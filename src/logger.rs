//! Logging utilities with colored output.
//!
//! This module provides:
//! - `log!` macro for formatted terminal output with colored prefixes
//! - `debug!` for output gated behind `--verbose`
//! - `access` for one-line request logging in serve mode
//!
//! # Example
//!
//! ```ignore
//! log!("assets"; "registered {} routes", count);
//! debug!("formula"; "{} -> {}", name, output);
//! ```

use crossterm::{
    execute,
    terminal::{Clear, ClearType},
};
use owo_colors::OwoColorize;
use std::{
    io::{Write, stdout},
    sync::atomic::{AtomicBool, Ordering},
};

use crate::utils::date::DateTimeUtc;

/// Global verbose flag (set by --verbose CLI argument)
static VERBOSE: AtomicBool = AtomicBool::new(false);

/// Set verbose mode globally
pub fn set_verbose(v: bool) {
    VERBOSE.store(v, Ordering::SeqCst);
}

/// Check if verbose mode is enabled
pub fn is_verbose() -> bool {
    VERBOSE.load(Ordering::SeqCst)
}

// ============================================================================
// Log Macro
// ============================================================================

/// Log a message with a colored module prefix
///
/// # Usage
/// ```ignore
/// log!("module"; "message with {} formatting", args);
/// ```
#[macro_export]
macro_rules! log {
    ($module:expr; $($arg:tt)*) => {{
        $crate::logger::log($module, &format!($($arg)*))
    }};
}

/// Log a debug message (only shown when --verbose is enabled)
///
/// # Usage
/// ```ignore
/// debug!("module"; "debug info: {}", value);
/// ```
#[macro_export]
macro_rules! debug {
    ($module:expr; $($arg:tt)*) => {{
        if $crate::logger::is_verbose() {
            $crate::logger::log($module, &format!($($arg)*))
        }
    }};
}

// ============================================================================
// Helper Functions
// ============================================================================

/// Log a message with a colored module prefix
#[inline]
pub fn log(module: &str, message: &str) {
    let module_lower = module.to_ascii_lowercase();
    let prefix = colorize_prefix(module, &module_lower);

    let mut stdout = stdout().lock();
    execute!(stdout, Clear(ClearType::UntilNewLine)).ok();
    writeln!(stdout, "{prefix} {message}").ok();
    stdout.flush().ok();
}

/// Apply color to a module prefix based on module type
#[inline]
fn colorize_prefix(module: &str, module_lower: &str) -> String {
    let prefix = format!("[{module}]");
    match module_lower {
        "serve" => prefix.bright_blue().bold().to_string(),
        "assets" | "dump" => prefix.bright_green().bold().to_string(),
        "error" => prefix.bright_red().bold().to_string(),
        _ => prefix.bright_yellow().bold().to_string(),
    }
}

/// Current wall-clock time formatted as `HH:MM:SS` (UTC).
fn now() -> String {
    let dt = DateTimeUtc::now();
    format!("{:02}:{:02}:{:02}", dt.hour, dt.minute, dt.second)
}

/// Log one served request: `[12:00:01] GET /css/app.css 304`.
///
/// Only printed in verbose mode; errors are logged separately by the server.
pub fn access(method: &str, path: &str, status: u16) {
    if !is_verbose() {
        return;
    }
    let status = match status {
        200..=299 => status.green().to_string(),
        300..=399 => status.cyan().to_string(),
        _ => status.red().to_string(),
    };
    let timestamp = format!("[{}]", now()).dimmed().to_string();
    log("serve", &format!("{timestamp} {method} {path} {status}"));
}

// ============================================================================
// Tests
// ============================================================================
● ● ● ●
● Task item
Set aside each line above that includes the string "timestamp" and report it.

● Completed exercise
    let timestamp = format!("[{}]", now()).dimmed().to_string();
    log("serve", &format!("{timestamp} {method} {path} {status}"));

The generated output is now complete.